Step 1: Understanding the Concept:
The angle \(\theta\) between two lines with direction ratios \((l_1, m_1, n_1)\) and \((l_2, m_2, n_2)\) is found using:
\[ \cos \theta = \frac{l_1 l_2 + m_1 m_2 + n_1 n_2}{\sqrt{l_1^2+m_1^2+n_1^2} \sqrt{l_2^2+m_2^2+n_2^2}} \]
If the sum of products of direction ratios is zero (\(l_1l_2 + m_1m_2 + n_1n_2 = 0\)), then \(\cos \theta = 0\), which means \(\theta = \frac{\pi}{2}\) (the lines are perpendicular).
Step 2: Detailed Explanation:
We are given two equations for the direction ratios \(l, m, n\):
1) \(l + m + n = 0 \implies n = -(l+m)\)
2) \(mn - 2ln + lm = 0\)
Substitute equation (1) into equation (2):
\[ m(-(l+m)) - 2l(-(l+m)) + lm = 0 \]
\[ -ml - m^2 + 2l^2 + 2lm + lm = 0 \]
Combine like terms:
\[ 2l^2 + 2lm - m^2 = 0 \]
Divide the whole equation by \(m^2\) (assuming \(m \neq 0\)):
\[ 2 \left( \frac{l}{m} \right)^2 + 2 \left( \frac{l}{m} \right) - 1 = 0 \]
This is a quadratic in the ratio \(\frac{l}{m}\). Let the two roots (representing the two lines) be \(\frac{l_1}{m_1}\) and \(\frac{l_2}{m_2}\).

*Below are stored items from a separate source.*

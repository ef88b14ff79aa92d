//! Task facade: analyze, choose fields, generate, run.
//!
//! One [`ScrapeTask`] covers the full lifecycle for one target site. The
//! phases are ordered; calling one before its prerequisites completes is a
//! [`SpinneretError::TaskNotReady`] fault, not a panic.

use std::path::Path;
use std::sync::Arc;

use uuid::Uuid;

use crate::agents::{
    LlmAdvisor, LlmNavigator, LlmSynthesizer, NavigatorConfig, RepairAdvisor, SiteAnalyzer,
    SpiderSynthesizer,
};
use crate::config::TaskConfig;
use crate::domain::{
    AnalysisReport, ExecutionResult, FieldKind, FieldSpec, Result, SpinneretError,
};
use crate::llm::{LlmConfig, OpenRouterClient};
use crate::obs;
use crate::release::ReleaseRunner;
use crate::repair::{RepairLoop, RepairReport};
use crate::sandbox::{ProcessSandbox, ProgramRunner, RunnerConfig};
use crate::workspace::ProjectWorkspace;

/// Artifact name for the persisted analysis report.
pub const ANALYSIS_FILE: &str = "analysis.json";

/// Artifact name for the persisted repair loop report.
pub const REPAIR_REPORT_FILE: &str = "repair_report.json";

/// One scraping task against one target URL.
pub struct ScrapeTask {
    target_url: String,
    config: TaskConfig,
    run_id: Uuid,

    analyzer: Arc<dyn SiteAnalyzer>,
    synthesizer: Arc<dyn SpiderSynthesizer>,
    advisor: Arc<dyn RepairAdvisor>,
    runner: Arc<dyn ProgramRunner>,

    report: Option<AnalysisReport>,
    fields: Option<FieldSpec>,
    project: Option<ProjectWorkspace>,
    accepted: bool,
}

impl ScrapeTask {
    /// Build a task wired to the OpenRouter-backed agents and the local
    /// process sandbox. Reads the API key from the environment.
    pub fn new(target_url: impl Into<String>, config: TaskConfig) -> Result<Self> {
        let llm = Arc::new(OpenRouterClient::new(LlmConfig::from_env()?));
        let runner_config = RunnerConfig {
            threshold: config.threshold,
            ..Default::default()
        };
        Self::with_agents(
            target_url,
            config,
            Arc::new(LlmNavigator::new(llm.clone(), NavigatorConfig::default())),
            Arc::new(LlmSynthesizer::new(llm.clone())),
            Arc::new(LlmAdvisor::new(llm)),
            Arc::new(ProcessSandbox::new(runner_config)?),
        )
    }

    /// Build a task with explicit agent implementations.
    pub fn with_agents(
        target_url: impl Into<String>,
        config: TaskConfig,
        analyzer: Arc<dyn SiteAnalyzer>,
        synthesizer: Arc<dyn SpiderSynthesizer>,
        advisor: Arc<dyn RepairAdvisor>,
        runner: Arc<dyn ProgramRunner>,
    ) -> Result<Self> {
        config.validate()?;
        Ok(Self {
            target_url: target_url.into(),
            config,
            run_id: Uuid::new_v4(),
            analyzer,
            synthesizer,
            advisor,
            runner,
            report: None,
            fields: None,
            project: None,
            accepted: false,
        })
    }

    pub fn run_id(&self) -> Uuid {
        self.run_id
    }

    pub fn report(&self) -> Option<&AnalysisReport> {
        self.report.as_ref()
    }

    pub fn project(&self) -> Option<&ProjectWorkspace> {
        self.project.as_ref()
    }

    /// Phase 1: browse the target and build the analysis report.
    pub async fn analyze(&mut self) -> Result<&AnalysisReport> {
        let report = self.analyzer.analyze(&self.target_url).await?;
        Ok(self.report.insert(report))
    }

    /// Phase 2: choose the fields the scraper must extract.
    pub fn set_fields(&mut self, fields: FieldSpec) -> Result<()> {
        if fields.is_empty() {
            return Err(SpinneretError::InvalidFieldSpec(
                "at least one field is required".to_string(),
            ));
        }
        self.fields = Some(fields);
        Ok(())
    }

    /// Phase 2 (alternative): derive fields from the analysis regions when
    /// the caller has no explicit list.
    pub fn set_fields_from_analysis(&mut self) -> Result<&FieldSpec> {
        let report = self.report.as_ref().ok_or_else(|| {
            SpinneretError::TaskNotReady("analyze() must run before deriving fields".to_string())
        })?;

        let pairs: Vec<(String, FieldKind)> = report
            .regions
            .iter()
            .take(FieldSpec::MAX_FIELDS)
            .map(|r| (r.name.clone(), FieldKind::Text))
            .collect();
        let fields = FieldSpec::new(pairs)?;
        Ok(self.fields.insert(fields))
    }

    /// Phase 3: synthesize a candidate and drive the repair loop.
    ///
    /// Returns `Ok` for both verdicts; only infrastructure faults are
    /// errors. The project directory, the analysis report and the loop
    /// report are all persisted regardless of the verdict.
    pub async fn generate(&mut self) -> Result<RepairReport> {
        let report = self.report.clone().ok_or_else(|| {
            SpinneretError::TaskNotReady("analyze() must run before generate()".to_string())
        })?;
        let fields = self.fields.clone().ok_or_else(|| {
            SpinneretError::TaskNotReady("fields must be set before generate()".to_string())
        })?;

        obs::emit_task_started(self.run_id, &self.target_url, self.config.max_iterations);

        let mut project =
            ProjectWorkspace::create(&self.config.output_root, &self.target_url, fields.clone())?;
        project.write_artifact(ANALYSIS_FILE, &report)?;

        let initial = self.synthesizer.synthesize(&report, &fields, None).await?;

        let repair_loop = RepairLoop::new(
            self.runner.clone(),
            self.synthesizer.clone(),
            self.advisor.clone(),
            self.config.clone(),
        )?;
        let loop_report = repair_loop
            .repair(self.run_id, &mut project, &report, &fields, initial)
            .await?;

        project.write_artifact(REPAIR_REPORT_FILE, &loop_report)?;
        self.accepted = loop_report.accepted();
        self.project = Some(project);
        Ok(loop_report)
    }

    /// Phase 4: production run of the accepted program, no time budget.
    pub async fn run(&self) -> Result<ExecutionResult> {
        if !self.accepted {
            return Err(SpinneretError::TaskNotReady(
                "no accepted program; generate() must finish with an accepted candidate"
                    .to_string(),
            ));
        }
        let project = self.project.as_ref().ok_or_else(|| {
            SpinneretError::TaskNotReady("generate() must run before run()".to_string())
        })?;

        ReleaseRunner::new(self.runner.clone())
            .run(self.run_id, project)
            .await
    }
}

/// Reopen a project directory for a release run, requiring that its last
/// repair loop accepted a candidate.
pub fn open_accepted(root: impl AsRef<Path>) -> Result<(ProjectWorkspace, RepairReport)> {
    let root = root.as_ref();
    let project = ProjectWorkspace::open(root)?;

    let raw = std::fs::read_to_string(root.join(REPAIR_REPORT_FILE)).map_err(|e| {
        SpinneretError::TaskNotReady(format!(
            "no repair report in {}: {e}",
            root.display()
        ))
    })?;
    let report: RepairReport = serde_json::from_str(&raw)?;

    if !report.accepted() {
        return Err(SpinneretError::TaskNotReady(format!(
            "last repair loop for {} ended exhausted; regenerate before releasing",
            project.spider_name()
        )));
    }
    Ok((project, report))
}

From quadratic properties:
Product of roots: \(\frac{l_1 l_2}{m_1 m_2} = \frac{\text{constant term}}{\text{coeff of } x^2} = \frac{-1}{2}\)
So, \(2 l_1 l_2 = -m_1 m_2 \implies 2 l_1 l_2 + m_1 m_2 = 0\). (Eq. A)
Now we need to relate this to \(n\). From \(n = -(l+m)\):
\(n_1 n_2 = (-(l_1 + m_1)) \cdot (-(l_2 + m_2)) = l_1 l_2 + l_1 m_2 + l_2 m_1 + m_1 m_2\)
Sum of roots: \(\frac{l_1}{m_1} + \frac{l_2}{m_2} = \frac{-b}{a} = \frac{-2}{2} = -1\)
Multiply by \(m_1 m_2\): \(l_1 m_2 + l_2 m_1 = -m_1 m_2\).
Substitute this back into the expression for \(n_1 n_2\):
\(n_1 n_2 = l_1 l_2 + (-m_1 m_2) + m_1 m_2 = l_1 l_2\).
Check the perpendicularity condition \(l_1 l_2 + m_1 m_2 + n_1 n_2\):
Substitute \(n_1 n_2 = l_1 l_2\):
\[ l_1 l_2 + m_1 m_2 + l_1 l_2 = 2 l_1 l_2 + m_1 m_2 \]
From Equation A, we already found that \(2 l_1 l_2 + m_1 m_2 = 0\).
Thus, the sum of products of direction ratios is zero.
Step 3: Final Answer:
Since the condition for perpendicularity is met, the angle is \(\frac{\pi}{2}\).